Estado central e descentralização: antecedentes e evolução, 1974-84
DOI:
https://doi.org/10.31447/AS00032573.198481.02Palavras-chave:
sociedade e Estado, Portugal, centralismo, descentralização, regionalizaçãoResumo
Em Portugal, a sociedade e o Estado encontram-se fortemente centralizados em termos tanto económicos e sociais, como políticos, culturais e administrativos. Esta situação tem-se reforçado sobretudo desde as primeiras décadas do século XIX, não tendo o regime democrático instaurado em 1974 alterado o rumo estabelecido em quase nenhum aspecto: o Estado central e o sector público são hoje mais amplos e mais vastos do que há dez anos. As duas principais excepções são a eleição livre dos órgãos autárquicos e a criação, desde 1976, das regiões autónomas dos Açores e da Madeira. Na primeira parte deste artigo, o autor põe em evidência alguns indicadores do centralismo, mencionando um certo número de aspectos teóricos ou históricos das relações entre Estado, regiões e municípios.

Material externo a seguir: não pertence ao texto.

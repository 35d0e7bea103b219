//! Three-pass dependency resolution
//!
//! 1. Register every declaration as a node and index its names.
//! 2. Resolve every usage and import against the complete index and record
//!    edges.
//! 3. Fold connectivity into scores and compute the ranked views.
//!
//! Pass 2 cannot start early: a usage in one file may target a declaration
//! in a file that has not been visited yet.

use super::analytics::RANKING_LIMIT;
use super::index::SymbolIndex;
use super::store::{DependencyGraph, EdgeOutcome};
use super::store_models::{node_id, DependencyNode, EdgeKind, NodeId};
use crate::models::{qualify, DeclarationKind, ParsedFile, Usage};
use crate::scoring;
use tracing::{debug, info};

/// Counters describing one resolution run
#[derive(Debug, Default, Clone, PartialEq, Eq)]
pub struct ResolveStats {
    pub declarations: usize,
    pub usages: usize,
    /// Usages outside any declaration (top-level script code)
    pub without_source: usize,
    /// Usages whose target is not declared in the scanned tree
    pub external: usize,
    pub self_references: usize,
    pub resolved: usize,
    pub imports: usize,
    pub unresolved_imports: usize,
}

pub struct DependencyResolver {
    graph: DependencyGraph,
    index: SymbolIndex,
    stats: ResolveStats,
}

impl Default for DependencyResolver {
    fn default() -> Self {
        Self::new()
    }
}

impl DependencyResolver {
    pub fn new() -> Self {
        Self {
            graph: DependencyGraph::new(),
            index: SymbolIndex::new(),
            stats: ResolveStats::default(),
        }
    }

    /// Pass 1: create nodes with their static score and fill the index
    pub fn register_declarations<'a>(&mut self, files: impl IntoIterator<Item = &'a ParsedFile>) {
        let mut nodes = Vec::new();
        for file in files {
            for decl in &file.declarations {
                let node = DependencyNode::from_declaration(
                    decl,
                    &file.relative_path,
                    scoring::static_score(decl),
                );
                self.index.insert(decl, &node.id);
                nodes.push(node);
            }
        }
        self.stats.declarations += nodes.len();
        let added = self.graph.add_nodes_batch(nodes);
        debug!("Registered {} nodes ({} names indexed)", added, self.index.len());
    }

    /// Pass 2: turn usages and imports into edges
    pub fn link_references<'a>(&mut self, files: impl IntoIterator<Item = &'a ParsedFile>) {
        for file in files {
            let declared: Vec<(&str, DeclarationKind, NodeId)> = file
                .declarations
                .iter()
                .map(|d| (d.name.as_str(), d.kind, node_id(d.kind, &d.full_name(), d.line)))
                .collect();

            for usage in &file.usages {
                self.link_usage(usage, &file.namespace, &declared);
            }

            let classes: Vec<&NodeId> = declared
                .iter()
                .filter(|(_, kind, _)| *kind == DeclarationKind::Class)
                .map(|(_, _, id)| id)
                .collect();

            for import in &file.imports {
                self.stats.imports += 1;
                let Some(target) = self.index.by_full_name(&import.path).cloned() else {
                    self.stats.unresolved_imports += 1;
                    continue;
                };
                for class_id in &classes {
                    self.apply(class_id, &target, EdgeKind::Imports, import.line, &import.path);
                }
            }
        }
    }

    fn link_usage(&mut self, usage: &Usage, namespace: &str, declared: &[(&str, DeclarationKind, NodeId)]) {
        self.stats.usages += 1;

        // First declaration in the file carrying the context's name
        let source = (!usage.context.is_empty())
            .then(|| declared.iter().find(|(name, _, _)| *name == usage.context))
            .flatten()
            .map(|(_, _, id)| id);
        let Some(source) = source else {
            self.stats.without_source += 1;
            return;
        };

        let Some(target) = self.resolve_target(&usage.name, namespace) else {
            self.stats.external += 1;
            return;
        };

        self.apply(source, &target, EdgeKind::from(usage.kind), usage.line, &usage.name);
    }

    fn apply(&mut self, source: &str, target: &str, kind: EdgeKind, line: u32, context: &str) {
        match self.graph.add_reference(source, target, kind, line, context) {
            EdgeOutcome::Created | EdgeOutcome::Updated => self.stats.resolved += 1,
            EdgeOutcome::SelfReference => self.stats.self_references += 1,
            EdgeOutcome::UnknownNode => self.stats.external += 1,
        }
    }

    /// Find the node a raw usage name refers to, from inside `namespace`
    pub fn resolve_target(&self, raw: &str, namespace: &str) -> Option<NodeId> {
        let name = raw.trim_start_matches('\\');

        if let Some((class_name, _member)) = name.split_once("::") {
            if let Some(id) = self.index.by_full_name(&qualify(namespace, class_name)) {
                return Some(id.clone());
            }
            if let Some(id) = self
                .index
                .class_full_name(class_name)
                .and_then(|full| self.index.by_full_name(full))
            {
                return Some(id.clone());
            }
            let id = self.index.by_short_name(class_name)?;
            let node = self.graph.node(id)?;
            return (!node.namespace.is_empty() || !node.file.is_empty()).then(|| id.clone());
        }

        self.index
            .by_full_name(name)
            .or_else(|| self.index.by_full_name(&qualify(namespace, name)))
            .or_else(|| {
                self.index
                    .class_full_name(name)
                    .and_then(|full| self.index.by_full_name(full))
            })
            .cloned()
    }

    /// Pass 3: connectivity scoring and ranked views
    pub fn finish(self) -> (DependencyGraph, ResolveStats) {
        self.graph.apply_connectivity_scores();
        let analytics = self.graph.compute_analytics(RANKING_LIMIT);

        info!(
            "Dependency graph: {} nodes, {} edges, {} orphans",
            self.graph.node_count(),
            self.graph.edge_count(),
            analytics.orphans.len()
        );
        debug!("Resolution stats: {:?}", self.stats);

        (self.graph, self.stats)
    }
}

/// Run all three passes over `files`, visiting them in path order
pub fn build_dependency_graph(files: &[ParsedFile]) -> (DependencyGraph, ResolveStats) {
    let mut ordered: Vec<&ParsedFile> = files.iter().collect();
    ordered.sort_by(|a, b| a.relative_path.cmp(&b.relative_path));

    let mut resolver = DependencyResolver::new();
    resolver.register_declarations(ordered.iter().copied());
    resolver.link_references(ordered.iter().copied());
    resolver.finish()
}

Na segunda parte são enumerados os principais factores que estão na origem da centralização do Estado e da sociedade em Portugal, sendo seguidamente considerada a evolução portuguesa desde a revolução de 1974, acentuando-se os principais sucessos do movimento descentralizador e regionalista, assim como os principais casos de reforço das tendências centralizadoras e as principais razões de uns e de outros. Na última parte são abordados os limites e as insuficiências actuais do centralismo, assim como alguns fundamentos da necessária descentralização e regionalização.